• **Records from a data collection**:

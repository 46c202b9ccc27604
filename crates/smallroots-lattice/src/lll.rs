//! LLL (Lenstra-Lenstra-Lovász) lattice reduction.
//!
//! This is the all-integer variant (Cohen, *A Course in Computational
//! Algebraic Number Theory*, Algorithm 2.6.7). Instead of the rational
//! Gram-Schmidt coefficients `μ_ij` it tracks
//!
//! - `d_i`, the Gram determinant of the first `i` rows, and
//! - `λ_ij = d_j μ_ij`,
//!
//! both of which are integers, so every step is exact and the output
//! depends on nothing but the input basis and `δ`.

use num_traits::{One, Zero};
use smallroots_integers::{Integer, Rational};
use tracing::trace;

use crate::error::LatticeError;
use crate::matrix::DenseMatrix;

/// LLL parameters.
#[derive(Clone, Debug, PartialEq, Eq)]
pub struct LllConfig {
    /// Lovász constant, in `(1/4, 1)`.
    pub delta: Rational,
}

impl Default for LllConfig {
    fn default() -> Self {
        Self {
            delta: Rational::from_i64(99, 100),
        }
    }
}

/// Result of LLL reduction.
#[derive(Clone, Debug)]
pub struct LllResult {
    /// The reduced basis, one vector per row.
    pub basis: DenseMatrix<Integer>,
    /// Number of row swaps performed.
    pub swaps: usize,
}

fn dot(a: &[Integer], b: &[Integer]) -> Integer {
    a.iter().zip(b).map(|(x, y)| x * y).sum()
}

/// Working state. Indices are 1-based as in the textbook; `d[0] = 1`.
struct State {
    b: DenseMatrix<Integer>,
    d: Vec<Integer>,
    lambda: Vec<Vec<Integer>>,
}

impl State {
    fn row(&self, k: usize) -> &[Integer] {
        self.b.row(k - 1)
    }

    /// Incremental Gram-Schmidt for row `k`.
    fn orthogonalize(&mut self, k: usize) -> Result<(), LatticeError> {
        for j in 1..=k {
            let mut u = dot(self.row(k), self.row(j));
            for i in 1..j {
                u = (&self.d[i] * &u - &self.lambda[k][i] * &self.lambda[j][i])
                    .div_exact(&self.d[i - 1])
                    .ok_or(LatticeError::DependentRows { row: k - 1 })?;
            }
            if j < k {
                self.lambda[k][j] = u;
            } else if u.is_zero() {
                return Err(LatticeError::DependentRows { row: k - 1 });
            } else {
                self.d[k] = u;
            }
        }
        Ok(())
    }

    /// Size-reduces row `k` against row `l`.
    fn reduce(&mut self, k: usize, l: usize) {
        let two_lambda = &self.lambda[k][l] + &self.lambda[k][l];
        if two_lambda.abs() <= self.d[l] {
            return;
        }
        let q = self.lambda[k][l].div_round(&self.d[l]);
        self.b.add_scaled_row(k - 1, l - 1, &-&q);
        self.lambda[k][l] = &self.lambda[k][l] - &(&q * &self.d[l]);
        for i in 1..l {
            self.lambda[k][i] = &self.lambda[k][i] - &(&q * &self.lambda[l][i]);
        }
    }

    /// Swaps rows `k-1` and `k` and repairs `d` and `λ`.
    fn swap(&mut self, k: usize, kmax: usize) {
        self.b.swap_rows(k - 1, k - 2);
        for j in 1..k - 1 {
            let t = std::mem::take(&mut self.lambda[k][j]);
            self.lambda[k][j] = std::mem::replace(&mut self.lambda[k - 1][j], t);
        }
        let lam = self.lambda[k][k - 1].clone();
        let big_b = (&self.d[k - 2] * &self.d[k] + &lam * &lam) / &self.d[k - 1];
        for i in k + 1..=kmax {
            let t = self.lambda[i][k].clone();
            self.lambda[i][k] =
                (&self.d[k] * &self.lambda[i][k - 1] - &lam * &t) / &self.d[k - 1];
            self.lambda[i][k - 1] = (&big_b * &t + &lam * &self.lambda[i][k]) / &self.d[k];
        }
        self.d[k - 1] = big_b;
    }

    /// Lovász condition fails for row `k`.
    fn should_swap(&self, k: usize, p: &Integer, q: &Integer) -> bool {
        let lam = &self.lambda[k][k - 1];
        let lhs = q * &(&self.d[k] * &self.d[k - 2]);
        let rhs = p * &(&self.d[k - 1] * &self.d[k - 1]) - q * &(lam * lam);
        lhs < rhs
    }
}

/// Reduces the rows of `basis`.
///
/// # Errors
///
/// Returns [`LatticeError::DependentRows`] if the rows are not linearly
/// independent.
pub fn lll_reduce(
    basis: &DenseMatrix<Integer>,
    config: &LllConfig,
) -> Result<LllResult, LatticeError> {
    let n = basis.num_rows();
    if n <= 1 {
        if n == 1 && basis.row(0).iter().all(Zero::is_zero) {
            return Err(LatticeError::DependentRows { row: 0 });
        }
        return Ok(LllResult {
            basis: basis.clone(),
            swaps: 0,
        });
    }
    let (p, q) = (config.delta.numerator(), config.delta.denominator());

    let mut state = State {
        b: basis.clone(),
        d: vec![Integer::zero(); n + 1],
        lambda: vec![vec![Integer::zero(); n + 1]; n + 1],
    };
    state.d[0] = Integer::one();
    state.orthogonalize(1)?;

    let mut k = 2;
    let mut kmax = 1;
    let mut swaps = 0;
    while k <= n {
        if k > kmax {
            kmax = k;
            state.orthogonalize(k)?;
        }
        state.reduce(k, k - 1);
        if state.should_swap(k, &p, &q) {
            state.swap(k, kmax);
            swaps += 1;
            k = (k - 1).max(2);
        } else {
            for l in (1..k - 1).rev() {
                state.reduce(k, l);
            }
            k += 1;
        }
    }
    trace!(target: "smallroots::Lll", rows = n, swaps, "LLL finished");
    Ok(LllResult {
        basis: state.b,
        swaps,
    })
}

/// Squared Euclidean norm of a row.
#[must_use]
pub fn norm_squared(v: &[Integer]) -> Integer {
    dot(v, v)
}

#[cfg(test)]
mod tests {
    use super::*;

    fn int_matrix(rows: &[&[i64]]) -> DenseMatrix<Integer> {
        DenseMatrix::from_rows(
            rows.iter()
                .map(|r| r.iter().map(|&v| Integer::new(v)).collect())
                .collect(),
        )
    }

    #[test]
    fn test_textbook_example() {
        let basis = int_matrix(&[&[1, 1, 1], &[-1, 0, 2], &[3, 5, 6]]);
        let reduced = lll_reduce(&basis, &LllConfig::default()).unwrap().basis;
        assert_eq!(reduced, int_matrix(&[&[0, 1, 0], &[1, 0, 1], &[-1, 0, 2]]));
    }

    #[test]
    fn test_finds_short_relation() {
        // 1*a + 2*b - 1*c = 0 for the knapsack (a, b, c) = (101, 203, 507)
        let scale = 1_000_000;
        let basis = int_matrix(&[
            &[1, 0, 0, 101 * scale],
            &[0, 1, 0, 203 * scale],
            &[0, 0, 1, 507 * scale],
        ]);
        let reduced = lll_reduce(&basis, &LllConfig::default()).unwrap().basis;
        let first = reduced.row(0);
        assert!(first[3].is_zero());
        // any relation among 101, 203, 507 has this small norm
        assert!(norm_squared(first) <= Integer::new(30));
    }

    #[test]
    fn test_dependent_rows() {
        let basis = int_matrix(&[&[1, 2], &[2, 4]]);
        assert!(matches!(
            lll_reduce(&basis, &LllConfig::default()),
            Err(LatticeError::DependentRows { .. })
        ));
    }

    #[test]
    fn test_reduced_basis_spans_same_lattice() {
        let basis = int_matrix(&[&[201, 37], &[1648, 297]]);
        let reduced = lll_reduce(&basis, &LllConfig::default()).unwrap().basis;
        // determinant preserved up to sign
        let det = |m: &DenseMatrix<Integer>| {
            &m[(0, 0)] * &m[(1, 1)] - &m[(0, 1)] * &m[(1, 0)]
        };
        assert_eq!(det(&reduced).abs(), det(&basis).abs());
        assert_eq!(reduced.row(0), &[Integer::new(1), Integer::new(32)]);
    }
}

• **PROBLEM**: Among the lines above, count those that include the word "Debug". Give only the result.

• **RESPONSE**: 2